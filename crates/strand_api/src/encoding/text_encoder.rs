//! The `TextEncoder` Web API class: UTF-8 encoding of strings.
//!
//! `encode(undefined)` yields an empty `Uint8Array`; unpaired surrogates
//! encode as U+FFFD, matching the standard's USVString conversion.
//!
//! More information:
//!  - [WHATWG Encoding specification][spec]
//!
//! [spec]: https://encoding.spec.whatwg.org/#interface-textencoder

use boa_engine::{
    js_string,
    object::{builtins::JsUint8Array, Object},
    property::Attribute,
    value::TryFromJs,
    Context, JsArgs, JsNativeError, JsResult, JsString, JsValue, NativeFunction,
};
use boa_gc::{Finalize, GcRefMut, Trace};
use strand_core::{
    accessor,
    native::{
        register_global_class, Accessor, ClassBuilder, JsNativeObject, NativeClass,
    },
};

use crate::idl::bytes_to_uint8_array;

#[derive(Trace, Finalize)]
pub struct TextEncoder;

impl TextEncoder {
    fn try_from_js(value: &JsValue) -> JsResult<GcRefMut<'_, Object, Self>> {
        value
            .as_object()
            .and_then(|obj| obj.downcast_mut::<Self>())
            .ok_or_else(|| {
                JsNativeError::typ()
                    .with_message(
                        "Failed to convert js value into rust type `TextEncoder`",
                    )
                    .into()
            })
    }

    fn encoding(context: &mut Context) -> Accessor {
        accessor!(
            context,
            TextEncoder,
            "encoding",
            get:((_encoder, _context) => Ok(JsString::from("utf-8").into()))
        )
    }

    // UTF-8 encode of the USVString conversion of `input`: lone surrogates
    // become U+FFFD.
    pub fn encode(input: Option<&[u16]>) -> Vec<u8> {
        let input = input.unwrap_or(&[]);
        String::from_utf16_lossy(input).into_bytes()
    }
}

#[derive(Default, Clone, Trace, Finalize)]
pub struct TextEncoderClass;

impl TextEncoderClass {
    fn encode(
        _this: &JsValue,
        args: &[JsValue],
        context: &mut Context,
    ) -> JsResult<JsValue> {
        let arg = args.get_or_undefined(0);
        let bytes = match arg.as_string() {
            Some(string) => TextEncoder::encode(Some(string.as_slice())),
            // Permissive: a missing input encodes to an empty byte sequence.
            None if arg.is_undefined() => TextEncoder::encode(None),
            None => {
                let string: String = arg.try_js_into(context)?;
                let utf16: Vec<u16> = string.encode_utf16().collect();
                TextEncoder::encode(Some(&utf16))
            }
        };
        Ok(bytes_to_uint8_array(bytes, context)?.into())
    }

    fn encode_into(
        _this: &JsValue,
        args: &[JsValue],
        context: &mut Context,
    ) -> JsResult<JsValue> {
        let source = args.get_or_undefined(0).as_string().cloned().ok_or_else(|| {
            JsNativeError::typ().with_message("expected a string source to encodeInto")
        })?;
        let destination: JsUint8Array =
            args.get_or_undefined(1).try_js_into(context)?;
        let capacity = destination.length(context)?;

        // Write whole code points only; stop once the next one would not fit.
        let mut read: u64 = 0;
        let mut written: u64 = 0;
        for ch in char::decode_utf16(source.as_slice().iter().copied()) {
            let ch = ch.unwrap_or('\u{FFFD}');
            let mut buf = [0u8; 4];
            let encoded = ch.encode_utf8(&mut buf).as_bytes();
            if written as usize + encoded.len() > capacity {
                break;
            }
            for &byte in encoded {
                destination.fill(
                    byte,
                    Some(written as usize),
                    Some(written as usize + 1),
                    context,
                )?;
                written += 1;
            }
            read += ch.len_utf16() as u64;
        }

        let result = boa_engine::object::ObjectInitializer::new(context)
            .property(js_string!("read"), read, Attribute::all())
            .property(js_string!("written"), written, Attribute::all())
            .build();
        Ok(result.into())
    }
}

impl NativeClass for TextEncoderClass {
    type Instance = TextEncoder;

    const NAME: &'static str = "TextEncoder";

    fn constructor(
        _this: &JsNativeObject<TextEncoder>,
        _args: &[JsValue],
        _context: &mut Context,
    ) -> JsResult<TextEncoder> {
        Ok(TextEncoder)
    }

    fn init(class: &mut ClassBuilder<'_, '_>) -> JsResult<()> {
        let encoding = TextEncoder::encoding(class.context());
        class
            .accessor(js_string!("encoding"), encoding, Attribute::all())
            .method(
                js_string!("encode"),
                1,
                NativeFunction::from_fn_ptr(TextEncoderClass::encode),
            )
            .method(
                js_string!("encodeInto"),
                2,
                NativeFunction::from_fn_ptr(TextEncoderClass::encode_into),
            );

        Ok(())
    }
}

pub struct TextEncoderApi;

impl strand_core::Api for TextEncoderApi {
    fn init(self, context: &mut Context) {
        register_global_class::<TextEncoderClass>(context)
            .expect("The `TextEncoder` class shouldn't exist yet");
    }
}

#[cfg(test)]
mod test {
    use super::TextEncoder;

    #[test]
    fn encodes_ascii() {
        let input: Vec<u16> = "Hello".encode_utf16().collect();
        assert_eq!(TextEncoder::encode(Some(&input)), b"Hello");
    }

    #[test]
    fn missing_input_encodes_to_empty() {
        assert!(TextEncoder::encode(None).is_empty());
    }

    #[test]
    fn lone_surrogate_becomes_replacement_char() {
        let input = [0xD800u16];
        assert_eq!(
            TextEncoder::encode(Some(&input)),
            "\u{FFFD}".as_bytes().to_vec()
        );
    }
}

- WHAT YOU NEED TO DO:
Find the word "capacity" in the entries, then copy out every line that has it.

- RESPONSE BELOW:
        let capacity = destination.length(context)?;
            if written as usize + encoded.len() > capacity {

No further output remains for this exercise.